Cuba has a non-Castro at the helm for the first time in six decades, but the brothers’ chosen successor is unlikely to implement more than cosmetic changes. Miguel Diaz-Canel, who was named president in April, lacks his predecessors’ revolutionary bona fides and must display conservative instincts to retain the support of the political establishment, still headed informally by outgoing president Raul Castro. Mr Diaz-Canel’s ascension to office also comes at an inauspicious time for the island. Cuba has lost most of the aid from its Venezuelan patron and rapprochement with the US, its perennial nemesis, has been rescinded.
The agreements to loosen US restrictions on travel and capital inflows to Cuba under the Obama government were settled via reversible executive orders, and largely revoked by President Trump in June 2017. This suits the interests of hardliners in both countries, who are wary of any diplomatic opening that could undermine their nationalist credentials.

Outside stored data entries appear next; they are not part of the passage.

use std::env;

fn main() -> anyhow::Result<()> {
    // Necessary for ESP-IDF; host builds (tests, sim) skip the toolchain probe
    if env::var_os("CARGO_FEATURE_ESP32").is_some() {
        embuild::espidf::sysenv::output();
    }

    Ok(())
}
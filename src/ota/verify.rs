// Cheap early-reject gate for incoming firmware images.
//
// This is deliberately not a full integrity check: the flash transaction
// computes and checks a running checksum as data streams in, and
// `finish_upgrade` fails if that check fails. Rejecting obviously bogus
// uploads here just saves an erase/write cycle on the target slot.

/// First byte of every valid ESP application image (esp_image_header_t).
pub const IMAGE_MAGIC: u8 = 0xE9;

/// Size of esp_image_header_t; anything shorter cannot be an image at all.
pub const IMAGE_HEADER_LEN: usize = 24;

#[derive(Debug, Clone, Copy, PartialEq, Eq, thiserror::Error)]
pub enum VerifyError {
    #[error("image is {len} bytes, shorter than the {IMAGE_HEADER_LEN}-byte header")]
    TooSmall { len: usize },

    #[error("bad image magic 0x{found:02X}, expected 0x{IMAGE_MAGIC:02X}")]
    BadMagic { found: u8 },
}

/// Validate the header of an incoming firmware image before any write begins.
pub fn verify_image(image: &[u8]) -> Result<(), VerifyError> {
    if image.len() < IMAGE_HEADER_LEN {
        return Err(VerifyError::TooSmall { len: image.len() });
    }
    if image[0] != IMAGE_MAGIC {
        return Err(VerifyError::BadMagic { found: image[0] });
    }
    Ok(())
}
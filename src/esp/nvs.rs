// BlobStore over the default NVS partition, namespace "wifi_config".

use esp_idf_svc::nvs::{EspDefaultNvsPartition, EspNvs, NvsDefault};

use crate::config::{BlobStore, KEY_AP, KEY_STA, NVS_NAMESPACE};
use crate::error::{Error, Result};

// Versioned config blobs are small; 512 bytes is plenty of headroom
const MAX_BLOB_LEN: usize = 512;

pub struct EspNvsStore {
    nvs: EspNvs<NvsDefault>,
}

impl EspNvsStore {
    pub fn new(partition: EspDefaultNvsPartition) -> Result<Self> {
        let nvs = EspNvs::new(partition, NVS_NAMESPACE, true)
            .map_err(|e| Error::IoFault(format!("nvs open: {e}")))?;
        Ok(Self { nvs })
    }
}

impl BlobStore for EspNvsStore {
    fn get(&self, key: &str) -> Result<Option<Vec<u8>>> {
        let mut buf = [0u8; MAX_BLOB_LEN];
        match self.nvs.get_blob(key, &mut buf) {
            Ok(Some(data)) => Ok(Some(data.to_vec())),
            Ok(None) => Ok(None),
            Err(e) => Err(Error::IoFault(format!("nvs get {key}: {e}"))),
        }
    }

    fn set(&mut self, key: &str, value: &[u8]) -> Result<()> {
        self.nvs
            .set_blob(key, value)
            .map_err(|e| Error::IoFault(format!("nvs set {key}: {e}")))
    }

    fn erase_all(&mut self) -> Result<()> {
        for key in [KEY_AP, KEY_STA] {
            self.nvs
                .remove(key)
                .map_err(|e| Error::IoFault(format!("nvs remove {key}: {e}")))?;
        }
        Ok(())
    }
}
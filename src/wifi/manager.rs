// Station/AP state machine. Connection state is latched by events only: a
// join request being accepted by the radio means nothing until an
// address-acquired event fires for that attempt.

use std::net::Ipv4Addr;
use std::sync::{Arc, Condvar, Mutex};
use std::time::{Duration, Instant};

use log::{info, warn};

use crate::config::{self, BlobStore, WifiSettings};
use crate::error::{Error, Result};
use crate::wifi::{
    ApConfig, ReconnectPolicy, ScanResult, StaCredentials, WifiDriver, WifiEvent,
    WifiNotifications, MAX_PASSWORD_LEN, MAX_SCAN_RESULTS, MAX_SSID_LEN, SCAN_TIMEOUT,
};

#[derive(Debug, Clone, Copy, PartialEq, Eq)]
pub enum StaState {
    Disconnected,
    Connecting,
    Connected,
}

struct Link<D: WifiDriver> {
    driver: D,
    sta: Option<StaCredentials>,
    ap: ApConfig,
    sta_state: StaState,
    ap_started: bool,
    ip: Option<Ipv4Addr>,
    scan_results: Vec<ScanResult>,
    scan_pending: bool,
    /// Set by disconnect_station, consumed by the next disconnect event.
    suppress_reconnect: bool,
    policy: ReconnectPolicy,
}

pub struct WifiManager<D: WifiDriver> {
    link: Arc<Mutex<Link<D>>>,
    scan_cond: Arc<Condvar>,
    notifications: Arc<dyn WifiNotifications>,
    scan_timeout: Duration,
}

impl<D: WifiDriver> Clone for WifiManager<D> {
    fn clone(&self) -> Self {
        Self {
            link: self.link.clone(),
            scan_cond: self.scan_cond.clone(),
            notifications: self.notifications.clone(),
            scan_timeout: self.scan_timeout,
        }
    }
}

impl<D: WifiDriver> WifiManager<D> {
    pub fn new(driver: D, notifications: Arc<dyn WifiNotifications>) -> Self {
        Self::with_policy(driver, notifications, ReconnectPolicy::default())
    }

    pub fn with_policy(
        driver: D,
        notifications: Arc<dyn WifiNotifications>,
        policy: ReconnectPolicy,
    ) -> Self {
        Self {
            link: Arc::new(Mutex::new(Link {
                driver,
                sta: None,
                ap: ApConfig::default(),
                sta_state: StaState::Disconnected,
                ap_started: false,
                ip: None,
                scan_results: Vec::new(),
                scan_pending: false,
                suppress_reconnect: false,
                policy,
            })),
            scan_cond: Arc::new(Condvar::new()),
            notifications,
            scan_timeout: SCAN_TIMEOUT,
        }
    }

    #[cfg(any(test, not(feature = "esp32")))]
    pub fn set_scan_timeout(&mut self, timeout: Duration) {
        self.scan_timeout = timeout;
    }

    /// Store station credentials. Does not itself connect.
    pub fn set_station_config(&self, ssid: &str, password: &str) -> Result<()> {
        if ssid.is_empty() {
            return Err(Error::InvalidArgument("ssid is empty"));
        }
        if ssid.len() > MAX_SSID_LEN {
            return Err(Error::InvalidArgument("ssid too long"));
        }
        if password.len() > MAX_PASSWORD_LEN {
            return Err(Error::InvalidArgument("password too long"));
        }

        let mut link = self.link.lock().unwrap();
        link.sta = Some(StaCredentials {
            ssid: ssid.to_string(),
            password: password.to_string(),
        });
        info!("station config set: ssid={ssid}");
        Ok(())
    }

    pub fn set_ap_config(&self, config: ApConfig) -> Result<()> {
        if config.ssid.is_empty() || config.ssid.len() > MAX_SSID_LEN {
            return Err(Error::InvalidArgument("ap ssid invalid"));
        }
        let mut link = self.link.lock().unwrap();
        info!("AP config set: ssid={}", config.ssid);
        link.ap = config;
        Ok(())
    }

    /// Issue a join request. The transition to Connected happens later,
    /// only when the address-acquired event arrives.
    pub fn connect_station(&self) -> Result<()> {
        let mut link = self.link.lock().unwrap();
        let creds = link
            .sta
            .clone()
            .ok_or(Error::InvalidState("no station SSID configured"))?;

        link.driver.apply_sta_config(&creds)?;
        link.driver.connect()?;
        link.suppress_reconnect = false;
        link.sta_state = StaState::Connecting;
        info!("connecting station to '{}'", creds.ssid);
        Ok(())
    }

    /// Request disconnect; does not wait for confirmation. Callers poll
    /// is_connected. Arms the reconnect-suppression latch for the resulting
    /// disconnect event. A rejected request leaves the latch unarmed: no
    /// disconnect event is coming for it, and the next link loss must still
    /// auto-reconnect.
    pub fn disconnect_station(&self) -> Result<()> {
        let mut link = self.link.lock().unwrap();
        link.driver.disconnect()?;
        link.suppress_reconnect = true;
        info!("station disconnect requested");
        Ok(())
    }

    pub fn start_ap(&self) -> Result<()> {
        let mut link = self.link.lock().unwrap();
        let config = link.ap.clone();
        link.driver.apply_ap_config(&config)?;
        link.driver.start_ap()?;
        info!("SoftAP start requested: ssid={}", config.ssid);
        Ok(())
    }

    pub fn stop_ap(&self) -> Result<()> {
        self.link.lock().unwrap().driver.stop_ap()
    }

    /// Issue a scan and block until the scan-done event or the timeout.
    /// The one caller-blocking wait in the core; bounded so an HTTP handler
    /// cannot hang on it.
    pub fn scan(&self, max_results: usize) -> Result<Vec<ScanResult>> {
        let mut link = self.link.lock().unwrap();
        if link.scan_pending {
            return Err(Error::InvalidState("scan already pending"));
        }
        link.driver.start_scan()?;
        link.scan_pending = true;

        let deadline = Instant::now() + self.scan_timeout;
        while link.scan_pending {
            let now = Instant::now();
            if now >= deadline {
                link.scan_pending = false;
                return Err(Error::Timeout);
            }
            let (guard, _) = self
                .scan_cond
                .wait_timeout(link, deadline - now)
                .unwrap();
            link = guard;
        }

        let n = max_results.min(MAX_SCAN_RESULTS).min(link.scan_results.len());
        Ok(link.scan_results[..n].to_vec())
    }

    /// Latched connection flag: set only by the address-acquired event,
    /// cleared only by the disconnect event.
    pub fn is_connected(&self) -> bool {
        self.link.lock().unwrap().sta_state == StaState::Connected
    }

    pub fn sta_state(&self) -> StaState {
        self.link.lock().unwrap().sta_state
    }

    pub fn sta_ip(&self) -> Option<Ipv4Addr> {
        self.link.lock().unwrap().ip
    }

    /// Address of the SoftAP interface, None until the AP is up.
    pub fn ap_ip(&self) -> Option<Ipv4Addr> {
        let link = self.link.lock().unwrap();
        if link.ap_started {
            link.driver.ap_ip()
        } else {
            None
        }
    }

    pub fn ap_started(&self) -> bool {
        self.link.lock().unwrap().ap_started
    }

    pub fn station_config(&self) -> Option<StaCredentials> {
        self.link.lock().unwrap().sta.clone()
    }

    /// Single event-pump entry, called from the network-stack callback
    /// context. Must not be called from within a driver request (the driver
    /// is invoked under the same lock).
    pub fn handle_event(&self, event: WifiEvent) {
        let mut link = self.link.lock().unwrap();
        match event {
            WifiEvent::StaStarted => {
                // Radio is up; kick off the join if we have credentials
                if let Some(creds) = link.sta.clone() {
                    if link.driver.apply_sta_config(&creds).is_ok()
                        && link.driver.connect().is_ok()
                    {
                        link.sta_state = StaState::Connecting;
                    }
                }
            }
            WifiEvent::StaConnected => {
                // Associated, but not connected until an address arrives
                info!("station associated, waiting for address");
            }
            WifiEvent::StaDisconnected { reason } => {
                link.sta_state = StaState::Disconnected;
                link.ip = None;
                self.notifications.on_disconnected();

                let deliberate = link.suppress_reconnect;
                link.suppress_reconnect = false;
                if deliberate && link.policy == ReconnectPolicy::HonorExplicitDisconnect {
                    info!("station disconnected (deliberate), staying down");
                } else {
                    // Unbounded retries, no backoff: availability over
                    // channel etiquette
                    warn!("station disconnected (reason {reason}), reconnecting");
                    if link.driver.connect().is_ok() {
                        link.sta_state = StaState::Connecting;
                    }
                }
            }
            WifiEvent::GotIp(ip) => {
                link.sta_state = StaState::Connected;
                link.ip = Some(ip);
                info!("station got address {ip}");
                self.notifications.on_connected(ip);
            }
            WifiEvent::ScanDone(mut results) => {
                results.truncate(MAX_SCAN_RESULTS);
                self.notifications.on_scan_done(&results);
                // Replaced wholesale, never partially updated
                link.scan_results = results;
                link.scan_pending = false;
                self.scan_cond.notify_all();
            }
            WifiEvent::ApStarted => {
                info!("SoftAP started");
                link.ap_started = true;
            }
            WifiEvent::ApStopped => {
                info!("SoftAP stopped");
                link.ap_started = false;
            }
        }
    }

    /// Persist the AP + station credential structs as versioned blobs.
    pub fn save_config(&self, store: &mut dyn BlobStore) -> Result<()> {
        let link = self.link.lock().unwrap();
        let settings = WifiSettings {
            sta: link.sta.clone(),
            ap: link.ap.clone(),
        };
        drop(link);
        config::save_wifi_settings(store, &settings)?;
        info!("wifi config saved");
        Ok(())
    }

    /// Restore credentials from storage. An absent config is a normal
    /// first-boot condition and surfaces as NotFound, distinct from Corrupt.
    pub fn load_config(&self, store: &dyn BlobStore) -> Result<()> {
        let settings = config::load_wifi_settings(store)?;
        let mut link = self.link.lock().unwrap();
        link.sta = settings.sta;
        link.ap = settings.ap;
        info!("wifi config loaded");
        Ok(())
    }

    pub fn clear_saved_config(&self, store: &mut dyn BlobStore) -> Result<()> {
        config::clear_wifi_settings(store)
    }
}
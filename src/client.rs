//! Streaming chat client, its transport seam and error types.

use std::sync::atomic::{AtomicU64, Ordering};
use std::sync::Arc;

use async_trait::async_trait;
use bytes::Bytes;
use futures::stream::BoxStream;
use futures::StreamExt;
use parking_lot::Mutex;
use thiserror::Error;
use tracing::{debug, warn};

use crate::http::HttpChatTransport;
use crate::model::{Agent, StreamRequest};
use crate::options::{ClientOptions, HttpTransport, InFlightPolicy, TransportOptions};
use crate::sse::{extract_delta, Frame, FrameStreamExt};
use crate::stream::{AbortHandle, StreamHandler, StreamOutcome, StreamPhase, StreamState};

/// Errors that can occur during client operations.
///
/// Cloneable so one value can be stored as the client's current error,
/// handed to `on_error` and returned to the caller.
#[derive(Error, Debug, Clone)]
pub enum ClientError {
    #[error("No agent selected")]
    NoAgentSelected,

    #[error("HTTP error! status: {status}")]
    HttpError { status: u16 },

    #[error("No response stream available")]
    NoStreamAvailable,

    #[error("A request is already in flight")]
    AlreadyInFlight,

    /// A data frame whose payload is not the expected JSON. Never escapes the
    /// decode loop.
    #[error("Malformed frame: {0}")]
    MalformedFrame(String),

    #[error("Stream cancelled")]
    Cancelled,

    #[error("Transport error: {0}")]
    Transport(Arc<reqwest::Error>),

    #[error("JSON parse error: {0}")]
    Parse(Arc<serde_json::Error>),

    #[error("Configuration error: {0}")]
    Config(String),
}

impl From<reqwest::Error> for ClientError {
    fn from(e: reqwest::Error) -> Self {
        Self::Transport(Arc::new(e))
    }
}

impl From<serde_json::Error> for ClientError {
    fn from(e: serde_json::Error) -> Self {
        Self::Parse(Arc::new(e))
    }
}

/// Response body as an incremental byte stream.
pub type ByteStream = BoxStream<'static, Result<Bytes, ClientError>>;

/// What a transport hands back once response headers have arrived.
pub struct TransportResponse {
    pub status: u16,
    /// `None` when the response has no incrementally readable body.
    pub body: Option<ByteStream>,
}

impl TransportResponse {
    pub fn is_success(&self) -> bool {
        (200..300).contains(&self.status)
    }
}

/// Opens the streaming chat request.
///
/// Implement this to run the client over something other than HTTP, or to
/// script responses in tests. Dropping the returned future or body must
/// release the underlying request.
#[async_trait]
pub trait Transport: Send + Sync {
    async fn open(&self, request: &StreamRequest) -> Result<TransportResponse, ClientError>;
}

#[async_trait]
impl<T: Transport + ?Sized> Transport for Arc<T> {
    async fn open(&self, request: &StreamRequest) -> Result<TransportResponse, ClientError> {
        (**self).open(request).await
    }
}

#[derive(Debug, Default)]
struct Inner {
    agent: Option<Agent>,
    conversation_id: Option<String>,
    state: StreamState,
}

/// Sends chat messages and consumes the streamed reply.
///
/// One request is in flight at a time; what happens to a second call is
/// governed by [`InFlightPolicy`]. With `CancelPrevious` the older call is
/// aborted and resolves as `StreamOutcome::Cancelled` while the newer call
/// owns the state.
///
/// # Example
/// ```no_run
/// use streamchat::client::StreamingChatClient;
/// use streamchat::model::Agent;
/// use streamchat::options::{HttpTransport, TransportOptions};
/// use streamchat::stream::Callbacks;
///
/// # async fn run() -> Result<(), streamchat::ClientError> {
/// let client = StreamingChatClient::over_http(
///     TransportOptions::new(HttpTransport::from_env()),
///     Callbacks::new().on_chunk(|chunk| print!("{chunk}")),
/// )?
/// .with_agent(Agent::new("rag", "Knowledge Agent"));
///
/// client.send_message("What changed in the last release?").await?;
/// # Ok(())
/// # }
/// ```
pub struct StreamingChatClient<T, H> {
    transport: T,
    handler: H,
    options: ClientOptions,
    inner: Mutex<Inner>,
    next_id: AtomicU64,
}

impl<H: StreamHandler> StreamingChatClient<HttpChatTransport, H> {
    /// Client over the reqwest-backed HTTP transport.
    pub fn over_http(
        transport_options: TransportOptions<HttpTransport>,
        handler: H,
    ) -> Result<Self, ClientError> {
        Ok(Self::new(HttpChatTransport::new(transport_options)?, handler))
    }
}

impl<T: Transport, H: StreamHandler> StreamingChatClient<T, H> {
    pub fn new(transport: T, handler: H) -> Self {
        Self {
            transport,
            handler,
            options: ClientOptions::default(),
            inner: Mutex::new(Inner::default()),
            next_id: AtomicU64::new(1),
        }
    }

    pub fn with_options(mut self, options: ClientOptions) -> Self {
        self.options = options;
        self
    }

    pub fn with_agent(self, agent: Agent) -> Self {
        self.set_agent(Some(agent));
        self
    }

    pub fn with_conversation_id(self, conversation_id: impl Into<String>) -> Self {
        self.set_conversation_id(Some(conversation_id.into()));
        self
    }

    /// Bind (or unbind) the agent used by subsequent calls.
    pub fn set_agent(&self, agent: Option<Agent>) {
        self.inner.lock().agent = agent;
    }

    pub fn agent(&self) -> Option<Agent> {
        self.inner.lock().agent.clone()
    }

    pub fn set_conversation_id(&self, conversation_id: Option<String>) {
        self.inner.lock().conversation_id = conversation_id;
    }

    pub fn conversation_id(&self) -> Option<String> {
        self.inner.lock().conversation_id.clone()
    }

    pub fn is_loading(&self) -> bool {
        self.inner.lock().state.is_loading
    }

    /// Error of the most recent failed call, cleared when a new call starts.
    pub fn error(&self) -> Option<ClientError> {
        self.inner.lock().state.error.clone()
    }

    pub fn phase(&self) -> StreamPhase {
        self.inner.lock().state.phase
    }

    pub fn state(&self) -> StreamState {
        self.inner.lock().state.clone()
    }

    /// Handle for the in-flight request, if any.
    pub fn cancellation_handle(&self) -> Option<AbortHandle> {
        self.inner.lock().state.handle.clone()
    }

    /// Abort the in-flight request. No-op when idle.
    pub fn abort(&self) {
        if let Some(handle) = &self.inner.lock().state.handle {
            debug!(request_id = handle.id(), "Aborting chat stream");
            handle.abort();
        }
    }

    /// Send `content` to the bound agent and stream the reply to the handler.
    ///
    /// Resolves once the stream completes, ends, is cancelled or fails. A
    /// failure other than `AlreadyInFlight` is reported once through
    /// `on_error` and stored as the client's error unless another call is
    /// still running.
    pub async fn send_message(
        &self,
        content: impl Into<String>,
    ) -> Result<StreamOutcome, ClientError> {
        let (request, handle) = match self.begin(content.into()) {
            Ok(started) => started,
            // The running call still owns the state.
            Err(ClientError::AlreadyInFlight) => return Err(ClientError::AlreadyInFlight),
            Err(e) => {
                {
                    // A running call owns the error slot.
                    let mut inner = self.inner.lock();
                    if inner.state.handle.is_none() {
                        inner.state.error = Some(e.clone());
                    }
                }
                self.handler.on_error(&e);
                return Err(e);
            }
        };

        let mut guard = CallGuard {
            inner: &self.inner,
            handle: handle.clone(),
            phase: StreamPhase::Cancelled,
        };

        debug!(
            request_id = handle.id(),
            agent = %request.agent.id,
            conversation = ?request.conversation_id,
            "Sending chat message"
        );

        let result = self.run(&request, &handle).await;

        match &result {
            Ok(outcome) => {
                guard.phase = match outcome {
                    StreamOutcome::Completed(_) => StreamPhase::Completed,
                    StreamOutcome::Ended(_) => StreamPhase::Ended,
                    StreamOutcome::Cancelled => StreamPhase::Cancelled,
                };
                debug!(request_id = handle.id(), phase = ?guard.phase, "Chat stream finished");
            }
            Err(e) => {
                guard.phase = StreamPhase::Failed;
                warn!(request_id = handle.id(), error = %e, "Chat stream failed");
                {
                    let mut inner = self.inner.lock();
                    if owns(&inner, &handle) {
                        inner.state.error = Some(e.clone());
                    }
                }
                self.handler.on_error(e);
            }
        }

        result
    }

    fn begin(&self, message: String) -> Result<(StreamRequest, AbortHandle), ClientError> {
        let mut inner = self.inner.lock();
        let agent = inner.agent.clone().ok_or(ClientError::NoAgentSelected)?;

        if let Some(previous) = inner.state.handle.take() {
            match self.options.in_flight {
                InFlightPolicy::Reject => {
                    inner.state.handle = Some(previous);
                    return Err(ClientError::AlreadyInFlight);
                }
                InFlightPolicy::CancelPrevious => {
                    warn!(request_id = previous.id(), "Cancelling in-flight chat stream");
                    previous.abort();
                }
            }
        }

        let handle = AbortHandle::new(self.next_id.fetch_add(1, Ordering::Relaxed));
        inner.state = StreamState {
            is_loading: true,
            error: None,
            handle: Some(handle.clone()),
            phase: StreamPhase::Sending,
        };

        let request = StreamRequest {
            message,
            agent,
            conversation_id: inner.conversation_id.clone(),
        };
        Ok((request, handle))
    }

    async fn run(
        &self,
        request: &StreamRequest,
        handle: &AbortHandle,
    ) -> Result<StreamOutcome, ClientError> {
        let response = tokio::select! {
            biased;
            _ = handle.aborted() => return Ok(StreamOutcome::Cancelled),
            response = self.transport.open(request) => response?,
        };

        if !response.is_success() {
            return Err(ClientError::HttpError {
                status: response.status,
            });
        }

        let body = response.body.ok_or(ClientError::NoStreamAvailable)?;
        self.set_phase(handle, StreamPhase::Streaming);

        let mut frames = Box::pin(body.frames());
        let mut accumulated = String::new();

        loop {
            let next = tokio::select! {
                biased;
                _ = handle.aborted() => return Ok(StreamOutcome::Cancelled),
                next = frames.next() => next,
            };

            let Some(frame) = next else {
                debug!(request_id = handle.id(), "Stream ended without [DONE]");
                return Ok(StreamOutcome::Ended(accumulated));
            };

            // A handler may abort from inside a callback.
            if handle.is_aborted() {
                return Ok(StreamOutcome::Cancelled);
            }

            match frame? {
                Frame::Done => {
                    self.handler.on_complete(&accumulated);
                    return Ok(StreamOutcome::Completed(accumulated));
                }
                Frame::Data(payload) => match extract_delta(&payload) {
                    Ok(Some(content)) => {
                        accumulated.push_str(&content);
                        self.handler.on_chunk(&content);
                    }
                    Ok(None) => {}
                    Err(e) => warn!(error = %e, "Failed to parse streaming chunk"),
                },
            }
        }
    }

    fn set_phase(&self, handle: &AbortHandle, phase: StreamPhase) {
        let mut inner = self.inner.lock();
        if owns(&inner, handle) {
            inner.state.phase = phase;
        }
    }
}

fn owns(inner: &Inner, handle: &AbortHandle) -> bool {
    inner
        .state
        .handle
        .as_ref()
        .is_some_and(|current| current.id() == handle.id())
}

/// Resets the busy state when a call finishes, including when its future is
/// dropped mid-stream. A superseded call leaves the newer call's state alone.
struct CallGuard<'a> {
    inner: &'a Mutex<Inner>,
    handle: AbortHandle,
    phase: StreamPhase,
}

impl Drop for CallGuard<'_> {
    fn drop(&mut self) {
        let mut inner = self.inner.lock();
        if owns(&inner, &self.handle) {
            inner.state.is_loading = false;
            inner.state.handle = None;
            inner.state.phase = self.phase;
        }
    }
}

In addition to being barred from the US market, economic aid from Venezuela in the form of an "oil for doctors" exchange has dwindled following the 2014 dip in oil prices. Venezuela has since been engulfed by internal crises, in a scenario that is reminiscent of the funding cutoff Cuba experienced after the collapse of the Soviet Union. This time, however, Russia and Angola are expected to partially offset Cuban energy shortages. Earlier this year, Cuba agreed to buy 2.1 million barrels of oil from Algeria, with supplemental imports provided by Russia. China is also providing undisclosed sums for Cuban infrastructure projects. None of these partners will use their influence to encourage structural reforms or additional civil liberties on the island. Consequently, long-standing US conditions for lifting the embargo will remain unsatisfied, limiting bilateral trade, for now.